Anales RANF

P.58 ADENOSINE A 2A RECEPTOR ANTAGONISTS POTENTIATE CANNABINOID SIGNALING IN MICROGLIA Rafael Franco 1,2 , Irene Reyes 1,2 , David Aguinaga 1,2 , Alejandro Lillo 1 , Jasmina Jiménez 1,2 , Iu Raïch 1 , Dasiel O. Borroto-Escuela 3 , Carlos Ferreiro-Vera 4 , Enric I. Canela 1,2 , Verónica Sánchez de Medina 4 , Anna del Ser-Badia 2,5 , Kjell Fuxe 3 , Carlos A. Saura 2,5 and Gemma Navarro 2,6 1 . Molecular Neurobiology laboratory, Department of Biochemistry and Molecular Biomedicine, Universitat de Barcelona. Barcelona. Spain; 2. Centro de Investigación en Red, Enfermedades Neurodegenerativas (CIBERNED). Instituto de Salud Carlos III. Madrid. Spain; 3. Department of Neuroscience, Karolinska Institutet, Stockholm, Sweden; 4 . Phytoplant Research S.L., Córdoba, Spain; 5 . Institut de Neurociències, Department de Bioquímica i Biologia Molecular, Universitat Autònoma de Barcelona, 08193 Bellaterra.
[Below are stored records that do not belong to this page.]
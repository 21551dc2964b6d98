//! Displacement to encoder counts

use core::f32::consts::PI;

/// Chassis geometry used for dead reckoning
#[derive(Debug, Clone, Copy, PartialEq)]
#[cfg_attr(feature = "defmt", derive(defmt::Format))]
pub struct Kinematics {
    /// Wheel radius in inches
    pub wheel_radius: f32,
    /// Encoder counts per wheel revolution
    pub counts_per_rev: f32,
    /// Distance from the turning centre to the wheels, in inches
    pub turn_radius: f32,
}

impl Default for Kinematics {
    fn default() -> Self {
        Self {
            wheel_radius: 1.375,
            counts_per_rev: 48.0,
            turn_radius: 4.0,
        }
    }
}

impl Kinematics {
    /// Counts the wheel produces over `inches` of travel, truncated toward zero
    pub fn counts_for_distance(&self, inches: f32) -> i32 {
        let circumference = 2.0 * PI * self.wheel_radius;
        // `as` saturates and maps NaN to zero
        (inches * self.counts_per_rev / circumference) as i32
    }

    /// Counts each wheel produces while the chassis turns in place by `degrees`
    pub fn counts_for_rotation(&self, degrees: f32) -> i32 {
        let arc = self.turn_radius * degrees * PI / 180.0;
        self.counts_for_distance(arc)
    }

    pub fn is_valid(&self) -> bool {
        [self.wheel_radius, self.counts_per_rev, self.turn_radius]
            .iter()
            .all(|v| v.is_finite() && *v > 0.0)
    }
}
Barcelona, Spain; 6 . Dept. Biochemistry and Molecular Biology. Faculty of Pharmacy and Food Sciences. Universitat de Barcelona. Barcelona. Spain. Neuroprotective M 2 -skewed microglia appear as promising to alter the course of neurodegenerative diseases and G-protein-coupled receptors are potential targets to achieve such microglial polarization. A common feature of adenosine A2A and cannabinoid CB 2 receptors in microglia is that their expression is upregulated in Alzheimer’s disease (AD). We here show a close interrelationship between those receptors in microglia that are able to physically interact and affect the signaling of each other doe to allosteric interaction within an A 2A -CB 2 receptor heteromer (A 2A -CB 2 Het). Particularly relevant is the increase in expression in samples from the APPSw,Ind AD transgenic model. The most relevant finding, confirmed in both heterologous cells and in primary cultures of microglia, was that blockade to A2A receptors resulted in increased CB 2 R-mediated signaling. This heteromer-specific feature suggests that A 2A R antagonists would potentiate, via microglia, the neuroprotective action of endocannabinoids with important implications for an AD therapy.